Your task → Exact repetition is required: reproduce every line of the data.

(Records contained in a dataset)
________
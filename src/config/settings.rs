//! Application settings management
//!
//! This module defines the configuration structure and provides methods
//! for loading settings from TOML files and environment variables.

use serde::{Deserialize, Serialize};
use crate::ui::texts;

/// Main application configuration structure
#[derive(Debug, Clone, Default, Deserialize, Serialize)]
#[serde(default)]
pub struct Settings {
    pub bot: BotConfig,
    pub database: DatabaseConfig,
    pub redis: RedisConfig,
    pub access: AccessConfig,
    pub content: ContentConfig,
    pub logging: LoggingConfig,
}

/// Telegram bot configuration
#[derive(Debug, Clone, Default, Deserialize, Serialize)]
#[serde(default)]
pub struct BotConfig {
    pub token: String,
    pub admin_id: i64,
    /// Alternative Bot API server, e.g. a self-hosted one
    pub api_url: Option<String>,
}

/// Database configuration
#[derive(Debug, Clone, Deserialize, Serialize)]
#[serde(default)]
pub struct DatabaseConfig {
    pub url: String,
    pub max_connections: u32,
    pub min_connections: u32,
}

/// Redis configuration for admin session storage.
///
/// Without a URL, sessions are kept in process memory.
#[derive(Debug, Clone, Deserialize, Serialize)]
#[serde(default)]
pub struct RedisConfig {
    pub url: Option<String>,
    pub prefix: String,
    pub ttl_seconds: u64,
}

/// Initial access policy, seeded into the settings table on first start
#[derive(Debug, Clone, Deserialize, Serialize)]
#[serde(default)]
pub struct AccessConfig {
    pub approval_required: bool,
    pub auto_approve: bool,
    pub subscription_required: bool,
    pub channel: Option<String>,
}

/// Initial texts, seeded into the settings table on first start
#[derive(Debug, Clone, Deserialize, Serialize)]
#[serde(default)]
pub struct ContentConfig {
    pub welcome_message: String,
    pub about_text: String,
    pub contact_text: String,
    pub start_button_text: String,
}

/// Logging configuration
#[derive(Debug, Clone, Deserialize, Serialize)]
#[serde(default)]
pub struct LoggingConfig {
    pub level: String,
    pub directory: String,
    pub file_name: String,
    pub json: bool,
}

impl Settings {
    /// Load settings from configuration file and environment variables
    pub fn new() -> Result<Self, config::ConfigError> {
        let settings = config::Config::builder()
            .add_source(config::File::with_name("config").required(false))
            .add_source(
                config::Environment::with_prefix("STORYBOT")
                    .prefix_separator("_")
                    .separator("__")
                    .try_parsing(true),
            )
            .build()?;

        let mut settings: Settings = settings.try_deserialize()?;
        settings.apply_legacy_env();
        Ok(settings)
    }

    /// Honour the plain `TELEGRAM_BOT_TOKEN` / `ADMIN_ID` variables when the
    /// structured keys are not set.
    fn apply_legacy_env(&mut self) {
        if self.bot.token.is_empty() {
            if let Ok(token) = std::env::var("TELEGRAM_BOT_TOKEN") {
                self.bot.token = token;
            }
        }

        if self.bot.admin_id == 0 {
            if let Some(admin_id) = std::env::var("ADMIN_ID").ok().and_then(|v| v.trim().parse().ok()) {
                self.bot.admin_id = admin_id;
            }
        }
    }

    /// Validate configuration settings
    pub fn validate(&self) -> Result<(), crate::utils::errors::StoryBotError> {
        super::validation::validate_settings(self)
    }
}

impl Default for DatabaseConfig {
    fn default() -> Self {
        Self {
            url: "sqlite://stories_bot.db?mode=rwc".to_string(),
            max_connections: 5,
            min_connections: 1,
        }
    }
}

impl Default for RedisConfig {
    fn default() -> Self {
        Self {
            url: None,
            prefix: "storybot:".to_string(),
            ttl_seconds: 3600,
        }
    }
}

impl Default for AccessConfig {
    fn default() -> Self {
        Self {
            approval_required: true,
            auto_approve: false,
            subscription_required: false,
            channel: None,
        }
    }
}

impl Default for ContentConfig {
    fn default() -> Self {
        Self {
            welcome_message: texts::DEFAULT_WELCOME.to_string(),
            about_text: texts::DEFAULT_ABOUT.to_string(),
            contact_text: texts::DEFAULT_CONTACT.to_string(),
            start_button_text: texts::DEFAULT_START_BUTTON.to_string(),
        }
    }
}

impl Default for LoggingConfig {
    fn default() -> Self {
        Self {
            level: "info".to_string(),
            directory: "logs".to_string(),
            file_name: "storybot.log".to_string(),
            json: false,
        }
    }
}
________
Exercise solution →
filename src/config/settings.rs
//! Application settings management
//!
//! This module defines the configuration structure and provides methods
//! for loading settings from TOML files and environment variables.

use serde::{Deserialize, Serialize};
use crate::ui::texts;

/// Main application configuration structure
#[derive(Debug, Clone, Default, Deserialize, Serialize)]
#[serde(default)]
pub struct Settings {
    pub bot: BotConfig,
    pub database: DatabaseConfig,
    pub redis: RedisConfig,
    pub access: AccessConfig,
    pub content: ContentConfig,
    pub logging: LoggingConfig,
}

/// Telegram bot configuration
#[derive(Debug, Clone, Default, Deserialize, Serialize)]
#[serde(default)]
pub struct BotConfig {
    pub token: String,
    pub admin_id: i64,
    /// Alternative Bot API server, e.g. a self-hosted one
    pub api_url: Option<String>,
}

/// Database configuration
#[derive(Debug, Clone, Deserialize, Serialize)]
#[serde(default)]
pub struct DatabaseConfig {
    pub url: String,
    pub max_connections: u32,
    pub min_connections: u32,
}

/// Redis configuration for admin session storage.
///
/// Without a URL, sessions are kept in process memory.
#[derive(Debug, Clone, Deserialize, Serialize)]
#[serde(default)]
pub struct RedisConfig {
    pub url: Option<String>,
    pub prefix: String,
    pub ttl_seconds: u64,
}

/// Initial access policy, seeded into the settings table on first start
#[derive(Debug, Clone, Deserialize, Serialize)]
#[serde(default)]
pub struct AccessConfig {
    pub approval_required: bool,
    pub auto_approve: bool,
    pub subscription_required: bool,
    pub channel: Option<String>,
}

/// Initial texts, seeded into the settings table on first start
#[derive(Debug, Clone, Deserialize, Serialize)]
#[serde(default)]
pub struct ContentConfig {
    pub welcome_message: String,
    pub about_text: String,
    pub contact_text: String,
    pub start_button_text: String,
}

/// Logging configuration
#[derive(Debug, Clone, Deserialize, Serialize)]
#[serde(default)]
pub struct LoggingConfig {
    pub level: String,
    pub directory: String,
    pub file_name: String,
    pub json: bool,
}

impl Settings {
    /// Load settings from configuration file and environment variables
    pub fn new() -> Result<Self, config::ConfigError> {
        let settings = config::Config::builder()
            .add_source(config::File::with_name("config").required(false))
            .add_source(
                config::Environment::with_prefix("STORYBOT")
                    .prefix_separator("_")
                    .separator("__")
                    .try_parsing(true),
            )
            .build()?;

        let mut settings: Settings = settings.try_deserialize()?;
        settings.apply_legacy_env();
        Ok(settings)
    }

    /// Honour the plain `TELEGRAM_BOT_TOKEN` / `ADMIN_ID` variables when the
    /// structured keys are not set.
    fn apply_legacy_env(&mut self) {
        if self.bot.token.is_empty() {
            if let Ok(token) = std::env::var("TELEGRAM_BOT_TOKEN") {
                self.bot.token = token;
            }
        }

        if self.bot.admin_id == 0 {
            if let Some(admin_id) = std::env::var("ADMIN_ID").ok().and_then(|v| v.trim().parse().ok()) {
                self.bot.admin_id = admin_id;
            }
        }
    }

    /// Validate configuration settings
    pub fn validate(&self) -> Result<(), crate::utils::errors::StoryBotError> {
        super::validation::validate_settings(self)
    }
}

impl Default for DatabaseConfig {
    fn default() -> Self {
        Self {
            url: "sqlite://stories_bot.db?mode=rwc".to_string(),
            max_connections: 5,
            min_connections: 1,
        }
    }
}

impl Default for RedisConfig {
    fn default() -> Self {
        Self {
            url: None,
            prefix: "storybot:".to_string(),
            ttl_seconds: 3600,
        }
    }
}

impl Default for AccessConfig {
    fn default() -> Self {
        Self {
            approval_required: true,
            auto_approve: false,
            subscription_required: false,
            channel: None,
        }
    }
}

impl Default for ContentConfig {
    fn default() -> Self {
        Self {
            welcome_message: texts::DEFAULT_WELCOME.to_string(),
            about_text: texts::DEFAULT_ABOUT.to_string(),
            contact_text: texts::DEFAULT_CONTACT.to_string(),
            start_button_text: texts::DEFAULT_START_BUTTON.to_string(),
        }
    }
}

impl Default for LoggingConfig {
    fn default() -> Self {
        Self {
            level: "info".to_string(),
            directory: "logs".to_string(),
            file_name: "storybot.log".to_string(),
            json: false,
        }
    }
}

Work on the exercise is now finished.